TASK INSTRUCTIONS: Each line of the data holding "into" should be found and copied.

*** DATA TO EXAMINE ***

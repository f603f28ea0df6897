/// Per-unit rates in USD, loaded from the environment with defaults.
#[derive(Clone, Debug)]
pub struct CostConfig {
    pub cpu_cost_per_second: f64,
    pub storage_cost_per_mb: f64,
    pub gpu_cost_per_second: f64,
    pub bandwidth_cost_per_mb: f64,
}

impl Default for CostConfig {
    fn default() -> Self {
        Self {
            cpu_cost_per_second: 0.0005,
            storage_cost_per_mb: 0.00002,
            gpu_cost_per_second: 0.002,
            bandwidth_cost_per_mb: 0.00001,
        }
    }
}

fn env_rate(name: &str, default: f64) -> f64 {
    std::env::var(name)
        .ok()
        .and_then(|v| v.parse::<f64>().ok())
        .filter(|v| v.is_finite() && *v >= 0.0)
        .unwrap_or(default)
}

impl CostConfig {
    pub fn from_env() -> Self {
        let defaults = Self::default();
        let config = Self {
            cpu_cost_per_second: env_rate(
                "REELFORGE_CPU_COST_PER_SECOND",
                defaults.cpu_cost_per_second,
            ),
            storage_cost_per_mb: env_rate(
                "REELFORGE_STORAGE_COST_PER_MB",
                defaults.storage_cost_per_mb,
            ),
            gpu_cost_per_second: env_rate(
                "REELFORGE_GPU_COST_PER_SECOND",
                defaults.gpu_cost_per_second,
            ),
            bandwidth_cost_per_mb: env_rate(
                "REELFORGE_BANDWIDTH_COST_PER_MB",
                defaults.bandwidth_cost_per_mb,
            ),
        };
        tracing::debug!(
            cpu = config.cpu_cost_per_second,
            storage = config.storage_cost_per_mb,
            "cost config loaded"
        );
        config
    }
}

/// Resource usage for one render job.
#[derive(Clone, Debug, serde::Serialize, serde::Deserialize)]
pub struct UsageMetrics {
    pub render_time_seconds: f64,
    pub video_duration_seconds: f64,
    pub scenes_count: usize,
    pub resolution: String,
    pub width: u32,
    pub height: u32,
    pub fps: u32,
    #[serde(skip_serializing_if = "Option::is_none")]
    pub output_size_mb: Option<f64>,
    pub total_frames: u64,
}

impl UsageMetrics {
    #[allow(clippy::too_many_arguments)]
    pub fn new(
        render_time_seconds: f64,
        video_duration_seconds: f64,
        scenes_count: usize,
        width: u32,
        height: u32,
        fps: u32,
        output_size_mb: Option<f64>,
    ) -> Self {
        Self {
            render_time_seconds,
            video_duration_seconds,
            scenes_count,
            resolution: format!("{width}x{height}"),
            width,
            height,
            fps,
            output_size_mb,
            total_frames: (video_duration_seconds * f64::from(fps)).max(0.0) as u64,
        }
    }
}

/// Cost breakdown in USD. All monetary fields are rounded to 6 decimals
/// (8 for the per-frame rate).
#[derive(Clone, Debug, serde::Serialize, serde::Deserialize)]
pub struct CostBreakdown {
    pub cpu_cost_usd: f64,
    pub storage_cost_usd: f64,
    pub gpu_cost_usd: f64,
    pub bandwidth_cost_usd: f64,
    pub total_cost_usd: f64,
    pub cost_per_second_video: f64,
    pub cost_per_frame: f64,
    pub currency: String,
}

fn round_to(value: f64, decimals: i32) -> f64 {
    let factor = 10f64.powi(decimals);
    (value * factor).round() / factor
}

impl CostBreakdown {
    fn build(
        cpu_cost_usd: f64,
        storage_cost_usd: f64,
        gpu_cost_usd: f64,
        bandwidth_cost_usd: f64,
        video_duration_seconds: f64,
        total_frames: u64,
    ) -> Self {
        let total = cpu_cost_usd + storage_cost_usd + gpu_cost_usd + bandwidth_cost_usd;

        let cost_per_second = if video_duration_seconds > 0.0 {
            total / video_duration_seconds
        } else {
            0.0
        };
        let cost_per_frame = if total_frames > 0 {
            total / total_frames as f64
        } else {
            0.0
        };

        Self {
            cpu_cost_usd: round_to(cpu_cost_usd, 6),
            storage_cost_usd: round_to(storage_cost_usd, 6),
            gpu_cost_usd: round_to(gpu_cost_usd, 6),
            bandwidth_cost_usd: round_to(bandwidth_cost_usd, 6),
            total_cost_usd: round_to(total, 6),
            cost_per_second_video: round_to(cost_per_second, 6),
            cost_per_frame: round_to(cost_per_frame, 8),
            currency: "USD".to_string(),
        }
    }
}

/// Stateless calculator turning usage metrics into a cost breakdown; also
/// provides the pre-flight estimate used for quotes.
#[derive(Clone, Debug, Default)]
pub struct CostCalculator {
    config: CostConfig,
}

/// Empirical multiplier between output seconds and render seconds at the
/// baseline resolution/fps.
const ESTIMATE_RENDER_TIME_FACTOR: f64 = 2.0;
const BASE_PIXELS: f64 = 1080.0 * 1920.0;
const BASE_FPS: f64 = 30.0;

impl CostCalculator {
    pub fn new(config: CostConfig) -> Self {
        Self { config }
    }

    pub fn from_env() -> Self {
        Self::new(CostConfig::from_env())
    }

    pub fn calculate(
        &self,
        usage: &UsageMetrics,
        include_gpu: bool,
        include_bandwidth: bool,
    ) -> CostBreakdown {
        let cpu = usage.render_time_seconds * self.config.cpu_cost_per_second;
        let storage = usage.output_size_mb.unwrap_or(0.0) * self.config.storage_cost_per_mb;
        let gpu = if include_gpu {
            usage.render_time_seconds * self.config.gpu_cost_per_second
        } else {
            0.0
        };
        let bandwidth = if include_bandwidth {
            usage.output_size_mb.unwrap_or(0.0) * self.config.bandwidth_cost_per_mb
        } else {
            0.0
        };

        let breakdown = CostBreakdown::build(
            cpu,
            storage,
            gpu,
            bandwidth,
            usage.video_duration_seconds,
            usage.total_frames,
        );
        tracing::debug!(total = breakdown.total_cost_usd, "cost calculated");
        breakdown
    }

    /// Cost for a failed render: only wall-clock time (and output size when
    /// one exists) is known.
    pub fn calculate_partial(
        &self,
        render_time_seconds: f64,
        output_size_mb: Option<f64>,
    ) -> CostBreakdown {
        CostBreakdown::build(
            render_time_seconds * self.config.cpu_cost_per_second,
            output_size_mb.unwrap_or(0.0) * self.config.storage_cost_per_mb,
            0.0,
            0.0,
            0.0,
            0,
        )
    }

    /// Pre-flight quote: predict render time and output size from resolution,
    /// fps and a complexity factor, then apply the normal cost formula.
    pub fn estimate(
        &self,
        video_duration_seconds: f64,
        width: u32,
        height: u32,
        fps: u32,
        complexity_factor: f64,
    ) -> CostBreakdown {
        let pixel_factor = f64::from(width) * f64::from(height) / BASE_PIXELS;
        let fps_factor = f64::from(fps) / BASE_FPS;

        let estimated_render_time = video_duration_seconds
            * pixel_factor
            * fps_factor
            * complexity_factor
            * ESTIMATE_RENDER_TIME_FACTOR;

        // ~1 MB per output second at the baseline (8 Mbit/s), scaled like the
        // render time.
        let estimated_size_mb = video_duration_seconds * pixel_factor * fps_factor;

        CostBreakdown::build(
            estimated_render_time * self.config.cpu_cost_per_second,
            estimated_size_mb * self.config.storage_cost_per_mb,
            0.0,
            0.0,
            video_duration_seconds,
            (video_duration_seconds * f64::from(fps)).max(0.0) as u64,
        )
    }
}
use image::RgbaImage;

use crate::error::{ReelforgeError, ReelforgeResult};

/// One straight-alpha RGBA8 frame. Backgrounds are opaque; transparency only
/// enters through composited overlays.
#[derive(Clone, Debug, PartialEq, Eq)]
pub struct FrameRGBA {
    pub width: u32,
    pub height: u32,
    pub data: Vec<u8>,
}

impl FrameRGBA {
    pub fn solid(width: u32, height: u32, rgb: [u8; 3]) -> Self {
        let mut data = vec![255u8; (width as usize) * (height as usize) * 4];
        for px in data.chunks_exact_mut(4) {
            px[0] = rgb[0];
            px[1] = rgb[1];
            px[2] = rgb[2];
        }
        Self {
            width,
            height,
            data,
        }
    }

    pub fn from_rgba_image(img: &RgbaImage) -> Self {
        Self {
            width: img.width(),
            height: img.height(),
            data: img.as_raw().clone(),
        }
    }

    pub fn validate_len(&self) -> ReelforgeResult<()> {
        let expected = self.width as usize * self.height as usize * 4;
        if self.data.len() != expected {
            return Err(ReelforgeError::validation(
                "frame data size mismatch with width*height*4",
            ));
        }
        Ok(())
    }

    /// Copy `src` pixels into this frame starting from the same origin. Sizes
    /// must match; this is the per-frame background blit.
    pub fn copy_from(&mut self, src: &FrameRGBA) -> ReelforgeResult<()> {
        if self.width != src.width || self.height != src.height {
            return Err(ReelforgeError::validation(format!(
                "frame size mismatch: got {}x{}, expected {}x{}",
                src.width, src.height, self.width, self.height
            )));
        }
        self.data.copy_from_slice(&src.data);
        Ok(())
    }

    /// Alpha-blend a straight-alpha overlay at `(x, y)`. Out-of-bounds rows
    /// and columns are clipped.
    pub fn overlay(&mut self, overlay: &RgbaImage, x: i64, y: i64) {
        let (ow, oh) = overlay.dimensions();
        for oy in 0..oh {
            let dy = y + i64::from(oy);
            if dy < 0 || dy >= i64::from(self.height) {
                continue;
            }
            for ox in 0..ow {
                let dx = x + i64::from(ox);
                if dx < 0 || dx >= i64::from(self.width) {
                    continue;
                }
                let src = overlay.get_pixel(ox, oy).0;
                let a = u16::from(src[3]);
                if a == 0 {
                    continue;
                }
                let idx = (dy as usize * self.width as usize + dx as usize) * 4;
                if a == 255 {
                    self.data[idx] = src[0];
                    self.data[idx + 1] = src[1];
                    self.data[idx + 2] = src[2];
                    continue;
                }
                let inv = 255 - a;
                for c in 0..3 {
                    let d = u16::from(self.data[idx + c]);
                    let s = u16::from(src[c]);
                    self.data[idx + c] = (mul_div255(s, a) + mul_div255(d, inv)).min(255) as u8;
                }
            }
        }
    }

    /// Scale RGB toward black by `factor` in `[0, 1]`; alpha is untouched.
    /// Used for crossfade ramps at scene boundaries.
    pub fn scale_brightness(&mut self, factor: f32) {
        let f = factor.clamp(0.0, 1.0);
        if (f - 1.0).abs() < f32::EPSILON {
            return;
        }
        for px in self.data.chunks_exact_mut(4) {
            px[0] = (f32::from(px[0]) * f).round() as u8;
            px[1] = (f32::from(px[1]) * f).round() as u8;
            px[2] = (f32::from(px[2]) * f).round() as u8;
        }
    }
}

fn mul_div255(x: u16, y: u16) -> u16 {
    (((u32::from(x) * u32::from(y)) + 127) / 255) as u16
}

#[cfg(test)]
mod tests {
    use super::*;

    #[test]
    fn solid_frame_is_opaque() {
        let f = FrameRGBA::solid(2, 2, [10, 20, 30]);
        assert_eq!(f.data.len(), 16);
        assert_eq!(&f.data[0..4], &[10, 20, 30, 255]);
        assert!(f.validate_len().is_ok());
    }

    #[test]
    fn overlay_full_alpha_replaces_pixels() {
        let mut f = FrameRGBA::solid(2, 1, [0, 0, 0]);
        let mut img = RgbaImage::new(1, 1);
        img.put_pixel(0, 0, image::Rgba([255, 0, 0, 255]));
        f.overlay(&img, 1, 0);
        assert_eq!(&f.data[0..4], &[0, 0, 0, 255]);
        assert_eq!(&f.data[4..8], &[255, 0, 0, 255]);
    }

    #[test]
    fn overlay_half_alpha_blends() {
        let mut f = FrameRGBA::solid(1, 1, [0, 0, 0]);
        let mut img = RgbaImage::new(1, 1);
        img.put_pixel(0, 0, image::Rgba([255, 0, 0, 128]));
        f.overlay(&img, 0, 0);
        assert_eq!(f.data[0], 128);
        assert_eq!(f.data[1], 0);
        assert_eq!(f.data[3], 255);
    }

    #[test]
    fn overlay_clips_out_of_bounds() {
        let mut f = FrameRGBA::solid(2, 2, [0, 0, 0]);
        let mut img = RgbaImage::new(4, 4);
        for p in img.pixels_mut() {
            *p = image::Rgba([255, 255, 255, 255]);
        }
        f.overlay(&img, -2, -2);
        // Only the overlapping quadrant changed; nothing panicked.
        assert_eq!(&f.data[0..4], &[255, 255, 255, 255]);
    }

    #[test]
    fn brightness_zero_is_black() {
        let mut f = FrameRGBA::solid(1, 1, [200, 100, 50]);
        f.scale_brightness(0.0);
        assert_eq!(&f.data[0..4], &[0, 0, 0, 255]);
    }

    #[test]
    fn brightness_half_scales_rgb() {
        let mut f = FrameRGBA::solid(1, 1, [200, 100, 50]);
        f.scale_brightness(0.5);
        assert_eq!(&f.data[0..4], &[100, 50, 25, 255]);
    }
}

*** End of DATA TO EXAMINE ***
*** DATA TO EXAMINE ***

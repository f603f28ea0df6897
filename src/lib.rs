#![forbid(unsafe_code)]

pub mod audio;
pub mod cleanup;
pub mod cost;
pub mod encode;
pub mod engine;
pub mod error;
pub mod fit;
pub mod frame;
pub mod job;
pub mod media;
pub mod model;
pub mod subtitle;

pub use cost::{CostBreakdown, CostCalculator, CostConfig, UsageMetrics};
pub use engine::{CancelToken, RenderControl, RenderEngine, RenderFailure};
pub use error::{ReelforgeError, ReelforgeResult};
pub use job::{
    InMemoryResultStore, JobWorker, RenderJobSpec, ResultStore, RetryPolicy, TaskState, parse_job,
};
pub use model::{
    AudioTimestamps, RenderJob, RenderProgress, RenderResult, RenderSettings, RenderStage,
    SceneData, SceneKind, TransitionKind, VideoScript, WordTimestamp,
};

*** End of DATA TO EXAMINE ***

RESPONSE BELOW:
/// Stateless calculator turning usage metrics into a cost breakdown; also
    /// Copy `src` pixels into this frame starting from the same origin. Sizes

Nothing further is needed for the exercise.